** Opening INPUT DATA block **

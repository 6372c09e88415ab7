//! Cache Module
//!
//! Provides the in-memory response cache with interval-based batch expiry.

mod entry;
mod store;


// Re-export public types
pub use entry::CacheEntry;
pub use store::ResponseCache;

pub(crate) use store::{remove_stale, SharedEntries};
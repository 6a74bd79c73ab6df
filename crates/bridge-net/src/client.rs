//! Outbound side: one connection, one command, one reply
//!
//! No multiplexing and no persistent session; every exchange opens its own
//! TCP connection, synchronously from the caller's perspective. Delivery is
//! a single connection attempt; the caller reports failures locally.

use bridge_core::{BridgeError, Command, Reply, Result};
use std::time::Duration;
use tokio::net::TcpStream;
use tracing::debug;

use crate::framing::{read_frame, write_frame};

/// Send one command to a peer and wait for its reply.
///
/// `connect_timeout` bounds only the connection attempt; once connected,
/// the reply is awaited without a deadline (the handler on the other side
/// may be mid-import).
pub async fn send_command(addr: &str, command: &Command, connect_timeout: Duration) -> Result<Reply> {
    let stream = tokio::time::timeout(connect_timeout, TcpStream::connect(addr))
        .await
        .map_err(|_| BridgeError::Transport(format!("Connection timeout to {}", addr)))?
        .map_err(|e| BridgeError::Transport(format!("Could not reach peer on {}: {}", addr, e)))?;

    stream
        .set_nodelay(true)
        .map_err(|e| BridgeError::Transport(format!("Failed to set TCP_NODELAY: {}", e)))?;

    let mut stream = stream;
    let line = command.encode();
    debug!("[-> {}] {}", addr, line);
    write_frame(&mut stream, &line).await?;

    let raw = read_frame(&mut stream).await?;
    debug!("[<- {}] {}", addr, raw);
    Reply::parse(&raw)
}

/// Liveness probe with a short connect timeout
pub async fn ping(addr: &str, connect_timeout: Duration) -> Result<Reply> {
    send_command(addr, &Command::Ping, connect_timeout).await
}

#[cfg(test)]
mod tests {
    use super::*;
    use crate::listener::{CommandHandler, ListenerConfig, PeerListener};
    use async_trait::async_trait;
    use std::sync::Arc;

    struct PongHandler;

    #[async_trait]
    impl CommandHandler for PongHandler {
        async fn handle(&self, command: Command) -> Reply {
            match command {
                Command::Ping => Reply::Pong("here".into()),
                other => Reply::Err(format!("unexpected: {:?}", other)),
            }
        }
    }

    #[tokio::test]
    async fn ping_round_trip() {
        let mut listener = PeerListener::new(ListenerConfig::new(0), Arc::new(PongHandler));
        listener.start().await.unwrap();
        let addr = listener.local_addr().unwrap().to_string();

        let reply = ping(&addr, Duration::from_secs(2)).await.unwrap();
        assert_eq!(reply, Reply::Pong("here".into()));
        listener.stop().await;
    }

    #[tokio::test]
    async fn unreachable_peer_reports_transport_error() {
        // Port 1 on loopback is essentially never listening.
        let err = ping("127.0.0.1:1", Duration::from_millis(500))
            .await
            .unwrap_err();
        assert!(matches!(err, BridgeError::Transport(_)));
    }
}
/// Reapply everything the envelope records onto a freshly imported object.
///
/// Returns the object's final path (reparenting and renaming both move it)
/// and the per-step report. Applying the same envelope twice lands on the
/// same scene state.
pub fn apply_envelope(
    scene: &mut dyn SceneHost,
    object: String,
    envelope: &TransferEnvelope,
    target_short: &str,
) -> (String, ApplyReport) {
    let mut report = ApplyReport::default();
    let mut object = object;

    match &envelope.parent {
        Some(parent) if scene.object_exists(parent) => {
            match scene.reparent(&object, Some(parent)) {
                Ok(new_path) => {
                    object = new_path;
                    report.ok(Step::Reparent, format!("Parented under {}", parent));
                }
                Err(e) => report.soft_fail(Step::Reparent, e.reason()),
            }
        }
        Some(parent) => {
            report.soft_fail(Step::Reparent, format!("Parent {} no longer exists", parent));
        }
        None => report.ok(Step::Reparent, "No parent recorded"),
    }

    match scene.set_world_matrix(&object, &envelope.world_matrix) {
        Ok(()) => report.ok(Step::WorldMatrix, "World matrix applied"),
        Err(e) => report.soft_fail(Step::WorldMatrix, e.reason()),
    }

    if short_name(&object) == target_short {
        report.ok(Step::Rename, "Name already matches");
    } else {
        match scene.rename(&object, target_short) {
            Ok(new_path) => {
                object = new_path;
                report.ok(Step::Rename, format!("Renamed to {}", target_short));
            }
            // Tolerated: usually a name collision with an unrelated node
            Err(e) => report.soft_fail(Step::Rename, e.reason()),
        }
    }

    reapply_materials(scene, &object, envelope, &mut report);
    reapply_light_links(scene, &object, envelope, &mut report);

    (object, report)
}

** Closing INPUT DATA block **
** Opening INPUT DATA block **

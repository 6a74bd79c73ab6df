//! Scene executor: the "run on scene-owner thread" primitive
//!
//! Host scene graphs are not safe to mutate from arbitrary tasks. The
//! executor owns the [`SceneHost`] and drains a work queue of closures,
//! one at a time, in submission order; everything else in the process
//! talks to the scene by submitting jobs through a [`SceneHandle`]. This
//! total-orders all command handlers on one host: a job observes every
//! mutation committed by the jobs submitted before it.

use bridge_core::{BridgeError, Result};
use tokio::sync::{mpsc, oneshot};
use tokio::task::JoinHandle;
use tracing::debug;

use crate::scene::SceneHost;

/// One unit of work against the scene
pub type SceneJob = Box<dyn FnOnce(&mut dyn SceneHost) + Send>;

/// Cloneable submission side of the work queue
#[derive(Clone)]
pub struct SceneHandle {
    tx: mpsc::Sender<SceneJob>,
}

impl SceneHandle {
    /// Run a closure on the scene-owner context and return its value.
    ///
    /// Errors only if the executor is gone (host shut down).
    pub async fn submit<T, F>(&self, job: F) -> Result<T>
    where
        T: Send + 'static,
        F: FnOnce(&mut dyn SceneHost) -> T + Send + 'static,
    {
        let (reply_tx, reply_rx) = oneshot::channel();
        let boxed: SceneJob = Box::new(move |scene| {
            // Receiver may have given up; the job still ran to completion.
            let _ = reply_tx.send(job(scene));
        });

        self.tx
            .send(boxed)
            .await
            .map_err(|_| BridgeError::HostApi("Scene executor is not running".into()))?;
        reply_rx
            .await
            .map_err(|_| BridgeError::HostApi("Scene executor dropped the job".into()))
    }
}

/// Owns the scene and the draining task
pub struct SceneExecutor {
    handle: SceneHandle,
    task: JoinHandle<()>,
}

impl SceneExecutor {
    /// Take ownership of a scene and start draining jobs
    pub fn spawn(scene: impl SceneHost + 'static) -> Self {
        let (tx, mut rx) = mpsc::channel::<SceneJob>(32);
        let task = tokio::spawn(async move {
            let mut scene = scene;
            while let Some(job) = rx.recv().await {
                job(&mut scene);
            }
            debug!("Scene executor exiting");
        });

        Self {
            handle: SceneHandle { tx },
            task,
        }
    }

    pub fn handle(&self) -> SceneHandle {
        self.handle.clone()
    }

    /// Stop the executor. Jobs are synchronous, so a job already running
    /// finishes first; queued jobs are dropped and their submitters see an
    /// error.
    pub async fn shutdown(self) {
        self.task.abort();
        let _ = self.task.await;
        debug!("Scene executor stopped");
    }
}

** Closing INPUT DATA block **
** Opening INPUT DATA block **

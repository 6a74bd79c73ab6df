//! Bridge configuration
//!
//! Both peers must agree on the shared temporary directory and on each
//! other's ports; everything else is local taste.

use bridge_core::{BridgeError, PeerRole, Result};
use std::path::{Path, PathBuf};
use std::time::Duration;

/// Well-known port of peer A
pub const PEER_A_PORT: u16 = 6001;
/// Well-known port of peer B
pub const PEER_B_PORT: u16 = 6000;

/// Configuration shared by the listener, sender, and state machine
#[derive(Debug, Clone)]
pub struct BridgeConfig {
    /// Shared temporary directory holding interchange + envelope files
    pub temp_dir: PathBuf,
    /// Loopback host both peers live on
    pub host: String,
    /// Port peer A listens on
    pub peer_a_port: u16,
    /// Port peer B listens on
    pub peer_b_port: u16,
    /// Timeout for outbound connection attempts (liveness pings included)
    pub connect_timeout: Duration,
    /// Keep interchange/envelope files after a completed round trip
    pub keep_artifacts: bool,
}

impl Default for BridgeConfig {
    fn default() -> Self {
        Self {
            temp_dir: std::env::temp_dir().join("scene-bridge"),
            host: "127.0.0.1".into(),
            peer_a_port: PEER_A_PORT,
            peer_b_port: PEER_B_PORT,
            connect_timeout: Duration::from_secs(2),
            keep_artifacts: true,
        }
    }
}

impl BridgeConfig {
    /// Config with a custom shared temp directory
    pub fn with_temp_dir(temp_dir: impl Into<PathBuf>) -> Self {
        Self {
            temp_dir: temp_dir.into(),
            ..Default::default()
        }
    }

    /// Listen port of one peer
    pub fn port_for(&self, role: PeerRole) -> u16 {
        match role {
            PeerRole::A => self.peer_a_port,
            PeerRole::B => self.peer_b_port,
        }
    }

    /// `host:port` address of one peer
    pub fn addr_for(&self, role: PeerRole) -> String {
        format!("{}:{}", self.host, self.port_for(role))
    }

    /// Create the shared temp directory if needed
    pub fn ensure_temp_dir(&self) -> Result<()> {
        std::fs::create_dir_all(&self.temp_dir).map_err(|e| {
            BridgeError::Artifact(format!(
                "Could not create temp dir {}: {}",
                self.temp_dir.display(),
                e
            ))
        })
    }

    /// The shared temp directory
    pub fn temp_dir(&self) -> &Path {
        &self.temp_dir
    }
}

** Closing INPUT DATA block **

WHAT IS EXPECTED:
Taking the entries above, write out exactly the lines starting with the line containing "repository 6372c09e88415ab7" and going on through the line containing "write_frame(&mut stream, &line).await?;", both included, and nothing else.

RESULT OF THE EXERCISE:
repository 6372c09e88415ab7
//! Cache Module
//!
//! Provides the in-memory response cache with interval-based batch expiry.

mod entry;
mod store;


// Re-export public types
pub use entry::CacheEntry;
pub use store::ResponseCache;

pub(crate) use store::{remove_stale, SharedEntries};
repository 6a74bd79c73ab6df
filename crates/bridge-net/src/client.rs
//! Outbound side: one connection, one command, one reply
//!
//! No multiplexing and no persistent session; every exchange opens its own
//! TCP connection, synchronously from the caller's perspective. Delivery is
//! a single connection attempt; the caller reports failures locally.

use bridge_core::{BridgeError, Command, Reply, Result};
use std::time::Duration;
use tokio::net::TcpStream;
use tracing::debug;

use crate::framing::{read_frame, write_frame};

/// Send one command to a peer and wait for its reply.
///
/// `connect_timeout` bounds only the connection attempt; once connected,
/// the reply is awaited without a deadline (the handler on the other side
/// may be mid-import).
pub async fn send_command(addr: &str, command: &Command, connect_timeout: Duration) -> Result<Reply> {
    let stream = tokio::time::timeout(connect_timeout, TcpStream::connect(addr))
        .await
        .map_err(|_| BridgeError::Transport(format!("Connection timeout to {}", addr)))?
        .map_err(|e| BridgeError::Transport(format!("Could not reach peer on {}: {}", addr, e)))?;

    stream
        .set_nodelay(true)
        .map_err(|e| BridgeError::Transport(format!("Failed to set TCP_NODELAY: {}", e)))?;

    let mut stream = stream;
    let line = command.encode();
    debug!("[-> {}] {}", addr, line);
    write_frame(&mut stream, &line).await?;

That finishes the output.